I was wondering about odd scenarios with dirty read for that select or if it could ever fail to read 100% of the rows up front so it attempts to read the first 80%, inserts those and comes back for the rest or does a rolling insert where it basically never completes it all in the first pass.
Nothing comes to mind but it made me wonder. I played with a few things on my local but could never create a scenario where I didn't get a perfect doubling of rows each time the statement ran.

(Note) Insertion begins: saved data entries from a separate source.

//! OAuth token storage: token.json file backend.
//!
//! The file lives at `~/.attache/google/token.json` and holds a single
//! [`Credential`] in the Python-compatible shape.

use std::fs;
use std::path::PathBuf;

use super::{AuthError, Credential};

/// Path to the token file.
pub fn token_path() -> PathBuf {
    dirs::home_dir()
        .unwrap_or_default()
        .join(".attache")
        .join("google")
        .join("token.json")
}

/// Load the stored credential.
pub fn load_token() -> Result<Credential, AuthError> {
    let path = token_path();
    if !path.exists() {
        return Err(AuthError::TokenNotFound(path));
    }
    let content = fs::read_to_string(&path)?;
    let credential: Credential = serde_json::from_str(&content)?;
    Ok(credential)
}

/// Persist a credential, creating the directory on first save.
pub fn save_token(credential: &Credential) -> Result<(), AuthError> {
    let path = token_path();
    if let Some(parent) = path.parent() {
        fs::create_dir_all(parent)?;
    }
    let content = serde_json::to_string_pretty(credential)?;
    fs::write(&path, content)?;
    Ok(())
}

/// Remove the stored credential (gmail disconnect).
pub fn delete_token() -> Result<(), AuthError> {
    let path = token_path();
    if path.exists() {
        fs::remove_file(&path)?;
    }
    Ok(())
}

/// Probe for an authenticated account email without propagating errors.
pub fn peek_account_email() -> Option<String> {
    load_token()
        .ok()
        .and_then(|credential| credential.account)
        .filter(|value| !value.trim().is_empty())
}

Which is good that is what should happen, was just curious about odd edge cases, etc... Times where maybe it needed to be wrapped in an explicit transaction with rollback and error handling, but it is a single statement so it should all be an implicit transaction I would think.
August 7, 2014 at 10:56 am
Maxer (8/7/2014)
I was wondering about odd scenarios with dirty read for that select or if it could ever fail to read 100% of the rows up front so it attempts to read the first 80%, inserts those and comes back for the rest or does a rolling insert where it basically never completes it all in the first pass.
Nope. It's the A in ACID. Atomic. The operation will either succeed (insert the rows) or fail (insert none)
Gail Shaw
Microsoft Certified Master: SQL Server, MVP, M.Sc (Comp Sci)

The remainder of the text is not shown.